Michael: There is a really strong core of organic growers here, and getting an increasing share of voice. I think the structure of the industry here is quite different to Central Otago – particularly with the number of large producers here.

WineFolio: Looking at the strength of the appellation system somewhere like Europe – how strong do you think G.I’s – and voices like AMW – could be in New Zealand?

Michael: I think there’s massive potential – in offshore markets. There are other regional organisations looking at what we’re doing, and their opportunity in this space. The beauty of our model is that we’re not bound by a whole bunch of stakeholders or legislation. We can advocate on behalf of our members, and probably say and do things that other bodies can’t. The regional bodies such as Wine Marlborough are funded by Winegrowers, so their hands are tied a lot, in terms of what they can or can’t do. We don’t have those constraints. 

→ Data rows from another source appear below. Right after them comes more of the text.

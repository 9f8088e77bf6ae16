//! Console probe for the swap engine
//!
//! Wires the real HTTP services from configs.json and walks a scripted
//! session against the live backend: list candidates, pick a pair, quote
//! an amount, and open the confirmation view. Submission only happens
//! with --execute; without it the walk stops at the fee screen, which is
//! enough to exercise every network path.
//!
//! Flags: --execute, --amount <n>, --quiet, --verbose, --debug-<tag>

use anyhow::{Context, Result};
use std::path::Path;
use std::sync::Arc;
use std::time::Duration;

use swapcore::api::{HttpPoolDataProvider, HttpPriceProvider, HttpWalletBackend, WalletBackend};
use swapcore::configs::{read_configs, Configs};
use swapcore::logger::{self, LogTag};
use swapcore::market_data::MarketDataCache;
use swapcore::session::{NoticeLevel, SessionView, SwapEngine};

const CONFIGS_PATH: &str = "configs.json";

#[tokio::main]
async fn main() -> Result<()> {
    logger::init();

    let args: Vec<String> = std::env::args().collect();
    let execute = args.iter().any(|a| a == "--execute");
    let amount = flag_value(&args, "--amount").unwrap_or_else(|| "0.01".to_string());

    let configs = load_configs();
    logger::info(
        LogTag::System,
        &format!(
            "swapcore probe starting (backend: {})",
            configs.endpoints.backend_url
        ),
    );

    let backend = Arc::new(HttpWalletBackend::new(&configs)?);
    let prices = Arc::new(HttpPriceProvider::new(&configs)?);
    let pools = Arc::new(HttpPoolDataProvider::new(&configs)?);
    let market = Arc::new(MarketDataCache::new(
        pools,
        prices.clone(),
        configs.cache.clone(),
    ));

    let wallets = backend
        .get_wallets()
        .await
        .context("failed to fetch wallets from the backend")?;
    let wallet = wallets
        .into_iter()
        .next()
        .context("the backend reports no wallets")?;
    logger::info(
        LogTag::System,
        &format!(
            "Active wallet {} on {} ({} tokens)",
            wallet.id,
            wallet.network.as_str(),
            wallet.tokens.len()
        ),
    );

    let (engine, mut notices) = SwapEngine::new(&configs, wallet, backend, prices, market);

    // surface notices the way the mini-app would show toasts
    tokio::spawn(async move {
        while let Some(notice) = notices.recv().await {
            let prefix = match notice.level {
                NoticeLevel::Success => "OK",
                NoticeLevel::Warning => "WARN",
                NoticeLevel::Error => "ERR",
            };
            println!(">> [{}] {}", prefix, notice.message);
        }
    });

    walk_session(&engine, &amount, execute).await;
    logger::info(LogTag::System, "Probe finished");
    Ok(())
}

async fn walk_session(engine: &SwapEngine, amount: &str, execute: bool) {
    let from_candidates = engine.from_candidates().await;
    let to_candidates = engine.to_candidates().await;
    println!(
        "from candidates: {:?}",
        from_candidates
            .iter()
            .map(|t| t.symbol.as_str())
            .collect::<Vec<_>>()
    );
    println!(
        "to candidates:   {:?}",
        to_candidates
            .iter()
            .map(|t| t.symbol.as_str())
            .collect::<Vec<_>>()
    );

    let Some(from) = from_candidates.into_iter().next() else {
        logger::warning(LogTag::System, "No token with a balance to swap from");
        return;
    };
    let Some(to) = to_candidates
        .into_iter()
        .find(|t| !t.is_same_asset(&from))
    else {
        logger::warning(LogTag::System, "No second token to swap into");
        return;
    };

    engine.select_from_token(from).await;
    engine.select_to_token(to).await;
    engine.set_from_amount(amount).await;

    // let the debounced quote and market info land
    tokio::time::sleep(Duration::from_secs(3)).await;
    let session = engine.snapshot().await;
    println!(
        "quote: {} {} -> {} {} (rate {})",
        session.from_amount_text,
        session.from_token.as_ref().map(|t| t.symbol.as_str()).unwrap_or("?"),
        session.to_amount_text,
        session.to_token.as_ref().map(|t| t.symbol.as_str()).unwrap_or("?"),
        session.rate
    );
    if let Some(info) = &session.extended_info {
        println!(
            "market: price ${} ({:+.2}% 24h), mcap {:?}",
            info.price, info.percent_change_24h, info.market_cap
        );
    }

    engine.begin_confirm().await;
    let session = engine.snapshot().await;
    if session.view != SessionView::Confirming {
        logger::warning(LogTag::System, "Confirmation was refused, stopping");
        return;
    }
    println!(
        "fee: {} native (${:.2}), slippage {} bps",
        session.estimated_fee.fee, session.estimated_fee.fee_usd, session.slippage_bps
    );

    if execute {
        engine.confirm().await;
        // give the post-swap notice a moment to print
        tokio::time::sleep(Duration::from_millis(200)).await;
    } else {
        println!("dry run: stopping before submission (pass --execute to swap)");
        engine.cancel_confirm().await;
    }

    engine.close().await;
}

fn load_configs() -> Configs {
    if Path::new(CONFIGS_PATH).exists() {
        match read_configs(CONFIGS_PATH) {
            Ok(configs) => return configs,
            Err(e) => {
                logger::warning(
                    LogTag::System,
                    &format!("Failed to read {}: {}, using defaults", CONFIGS_PATH, e),
                );
            }
        }
    }
    Configs::default()
}

fn flag_value(args: &[String], flag: &str) -> Option<String> {
    args.iter()
        .position(|a| a == flag)
        .and_then(|i| args.get(i + 1))
        .cloned()
}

WineFolio: Are there things that have happened in the last few years that haven’t helped? For example, the takeover of Villa Maria?

Michael: That’s probably one of the more visible changes that has occurred.  Ultimately everyone plays a role and our focus is to encourage everyone to produce what they can sell.  Quality is what the Marlborough reputation has been built on – and everyone needs to play a role in that.

Wine Map of marlborough

WineFolio: Is investment still coming in – more vines going in the ground?

Michael: People are increasingly heading into marginal territory. Whether it be frost or otherwise. The interesting thing will be what climate change does over time. Does that make more land available for planting, or less? You look how far they go up into the Upper Wairau now. There’s a massive level of risk there – whether you get an early, or late, frost.  With climate changing we are already seeing an increase in weather events. With that comes risk. 

WineFolio: Another risk is that the world stops loving Marlborough Sauvignon Blanc.

Michael: We’re in a fortunate position in that New Zealand is just such a small producer in terms of the global stage. We represent bugger all of global production. So there’s an opportunity to say – imagine if we were able to build our distribution and awareness globally. Look at the opportunity within the USA for Marlborough Sauvignon Blanc. It’s still taking off.

WineFolio: What about this trend of not drinking – because alcohol is evil?

Michael: That is something we’re concerned about, because it is one side of the story that is being told. It seems that the press is very focussed on that angle, and there’s no-one telling the counter story. It is one thing we’ve been talking to other organisations about. Where’s the balance in reporting – because we’re certainly not getting that balance now.

WineFolio: In effect, the AMW story is very aligned with that ‘drink less, but drink better’ quality-focussed message. Wine isn’t really a ‘get drunk’ story – the european model certainly has wine on the dinner table, with friends and family.